Dataset content START

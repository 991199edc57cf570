//! 分组注册表 - Discovery 聚合结构
//!
//! 每个 owning type 一个 [`TypeBindings`]：
//! 传感器类型码 → 标签槽位 ([`SlotSet`]) 的有序映射。
//! 迭代顺序即首次插入顺序，保证生成产物可复现。

use crate::{BindingError, Declaration, SensorTypeCode, TagKind};

/// 一个 (owning type, sensor type) 组合下的标签槽位
///
/// 每个标签种类最多占用一个槽位。
#[derive(Debug, Clone, Default)]
pub struct SlotSet {
    changed: Option<Declaration>,
    accuracy: Option<Declaration>,
    not_available: Option<Declaration>,
    trigger: Option<Declaration>,
}

impl SlotSet {
    /// 读取某标签种类占用的声明
    pub fn get(&self, kind: TagKind) -> Option<&Declaration> {
        match kind {
            TagKind::SensorChanged => self.changed.as_ref(),
            TagKind::AccuracyChanged => self.accuracy.as_ref(),
            TagKind::NotAvailable => self.not_available.as_ref(),
            TagKind::Trigger => self.trigger.as_ref(),
        }
    }

    fn slot_mut(&mut self, kind: TagKind) -> &mut Option<Declaration> {
        match kind {
            TagKind::SensorChanged => &mut self.changed,
            TagKind::AccuracyChanged => &mut self.accuracy,
            TagKind::NotAvailable => &mut self.not_available,
            TagKind::Trigger => &mut self.trigger,
        }
    }

    /// 槽位是否全部为空
    pub fn is_empty(&self) -> bool {
        TagKind::ALL.iter().all(|kind| self.get(*kind).is_none())
    }
}

/// 单个 owning type 的全部绑定声明
#[derive(Debug, Clone)]
pub struct TypeBindings {
    owner: String,
    slots: Vec<(SensorTypeCode, SlotSet)>,
}

impl TypeBindings {
    /// 创建空的绑定组
    pub fn new(owner: impl Into<String>) -> Self {
        Self {
            owner: owner.into(),
            slots: Vec::new(),
        }
    }

    /// Qualified owning type path
    pub fn owner(&self) -> &str {
        &self.owner
    }

    /// Owning type simple name (last path segment)
    pub fn owner_simple(&self) -> &str {
        self.owner.rsplit("::").next().unwrap_or(&self.owner)
    }

    /// 插入一条声明到对应槽位
    ///
    /// 同一 (sensor type, tag kind) 槽位被第二次占用时返回
    /// duplicate-binding 错误。
    pub fn add(&mut self, decl: Declaration) -> Result<(), BindingError> {
        let sensor_type = decl.sensor_type();
        let kind = decl.kind();

        let idx = match self.slots.iter().position(|(code, _)| *code == sensor_type) {
            Some(idx) => idx,
            None => {
                self.slots.push((sensor_type, SlotSet::default()));
                self.slots.len() - 1
            }
        };

        let slot = &mut self.slots[idx].1;
        if slot.get(kind).is_some() {
            return Err(BindingError::duplicate_binding(
                kind,
                sensor_type,
                &self.owner,
                decl.method(),
            ));
        }

        *slot.slot_mut(kind) = Some(decl);
        Ok(())
    }

    /// 该类型是否存在某种标签（任意传感器类型下）
    pub fn has_tag(&self, kind: TagKind) -> bool {
        self.slots.iter().any(|(_, slot)| slot.get(kind).is_some())
    }

    /// 按首次插入顺序迭代 (sensor type, slot)
    pub fn iter(&self) -> impl Iterator<Item = (SensorTypeCode, &SlotSet)> {
        self.slots.iter().map(|(code, slot)| (*code, slot))
    }

    /// 绑定的传感器类型数量
    pub fn len(&self) -> usize {
        self.slots.len()
    }

    /// 是否没有任何绑定
    pub fn is_empty(&self) -> bool {
        self.slots.is_empty()
    }
}

/// 一次发现轮次的全量结果：owning type → 绑定组
///
/// 显式传递的值对象，不是进程级全局状态；`clear` 支持复用。
#[derive(Debug, Default)]
pub struct DiscoveryMap {
    entries: Vec<TypeBindings>,
}

impl DiscoveryMap {
    /// 创建空映射
    pub fn new() -> Self {
        Self::default()
    }

    /// 读取某 owning type 的绑定组
    pub fn get(&self, owner: &str) -> Option<&TypeBindings> {
        self.entries.iter().find(|entry| entry.owner() == owner)
    }

    /// 取出或新建某 owning type 的绑定组
    pub fn entry_mut(&mut self, owner: &str) -> &mut TypeBindings {
        let idx = match self.entries.iter().position(|entry| entry.owner() == owner) {
            Some(idx) => idx,
            None => {
                self.entries.push(TypeBindings::new(owner));
                self.entries.len() - 1
            }
        };
        &mut self.entries[idx]
    }

    /// 移除某 owning type（该类型的错误使其整体出局）
    pub fn remove(&mut self, owner: &str) -> Option<TypeBindings> {
        let idx = self.entries.iter().position(|entry| entry.owner() == owner)?;
        Some(self.entries.remove(idx))
    }

    /// 按首次插入顺序迭代
    pub fn iter(&self) -> impl Iterator<Item = &TypeBindings> {
        self.entries.iter()
    }

    /// owning type 数量
    pub fn len(&self) -> usize {
        self.entries.len()
    }

    /// 是否为空
    pub fn is_empty(&self) -> bool {
        self.entries.is_empty()
    }

    /// 清空，供下一轮发现复用
    pub fn clear(&mut self) {
        self.entries.clear();
    }
}

#[cfg(test)]
mod tests {
    use super::*;
    use crate::{ParamType, RawTag};

    fn changed_decl(method: &str, sensor_type: i32, delay: i32) -> Declaration {
        Declaration::new(
            "test::Test",
            method,
            RawTag::SensorChanged { sensor_type, delay },
            vec![ParamType::new("SensorEvent", true)],
        )
        .unwrap()
    }

    fn accuracy_decl(method: &str, sensor_type: i32, delay: i32) -> Declaration {
        Declaration::new(
            "test::Test",
            method,
            RawTag::AccuracyChanged { sensor_type, delay },
            vec![
                ParamType::new("SensorHandle", true),
                ParamType::new("i32", false),
            ],
        )
        .unwrap()
    }

    #[test]
    fn test_add_and_lookup() {
        let mut bindings = TypeBindings::new("test::Test");
        bindings.add(changed_decl("on_changed", 2, 3)).unwrap();
        bindings.add(accuracy_decl("on_accuracy", 2, -1)).unwrap();

        assert_eq!(bindings.len(), 1);
        let (code, slot) = bindings.iter().next().unwrap();
        assert_eq!(code, 2);
        assert_eq!(slot.get(TagKind::SensorChanged).unwrap().method(), "on_changed");
        assert_eq!(slot.get(TagKind::AccuracyChanged).unwrap().method(), "on_accuracy");
        assert!(slot.get(TagKind::Trigger).is_none());
    }

    #[test]
    fn test_duplicate_slot_is_rejected() {
        let mut bindings = TypeBindings::new("test::Test");
        bindings.add(changed_decl("first", 2, 3)).unwrap();

        let err = bindings.add(changed_decl("second", 2, 3)).unwrap_err();
        let msg = err.to_string();
        assert!(msg.contains("already bound"), "got: {msg}");
        assert!(msg.contains("on_sensor_changed"), "got: {msg}");
        assert!(msg.contains("second"), "got: {msg}");
    }

    #[test]
    fn test_same_kind_different_sensor_types_ok() {
        let mut bindings = TypeBindings::new("test::Test");
        bindings.add(changed_decl("on_mag", 2, 3)).unwrap();
        bindings.add(changed_decl("on_light", 5, 3)).unwrap();
        assert_eq!(bindings.len(), 2);
    }

    #[test]
    fn test_iteration_keeps_insertion_order() {
        let mut bindings = TypeBindings::new("test::Test");
        bindings.add(changed_decl("c", 9, 0)).unwrap();
        bindings.add(changed_decl("a", 1, 0)).unwrap();
        bindings.add(changed_decl("b", 5, 0)).unwrap();

        let order: Vec<_> = bindings.iter().map(|(code, _)| code).collect();
        assert_eq!(order, vec![9, 1, 5]);
    }

    #[test]
    fn test_has_tag() {
        let mut bindings = TypeBindings::new("test::Test");
        bindings.add(changed_decl("on_changed", 2, 3)).unwrap();
        assert!(bindings.has_tag(TagKind::SensorChanged));
        assert!(!bindings.has_tag(TagKind::NotAvailable));
    }

    #[test]
    fn test_discovery_map_entry_and_reset() {
        let mut map = DiscoveryMap::new();
        map.entry_mut("a::One").add(changed_decl("m", 2, 3)).unwrap();
        map.entry_mut("b::Two").add(changed_decl("m", 5, 3)).unwrap();
        map.entry_mut("a::One").add(accuracy_decl("n", 2, -1)).unwrap();

        assert_eq!(map.len(), 2);
        let owners: Vec<_> = map.iter().map(|b| b.owner().to_string()).collect();
        assert_eq!(owners, vec!["a::One", "b::Two"]);

        assert!(map.remove("a::One").is_some());
        assert_eq!(map.len(), 1);

        map.clear();
        assert!(map.is_empty());
    }
}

Dataset content END

(What you are asked to do):
Return, from the data above, each line in which the string "path" appears.

(Task result):
    /// Qualified owning type path
    /// Owning type simple name (last path segment)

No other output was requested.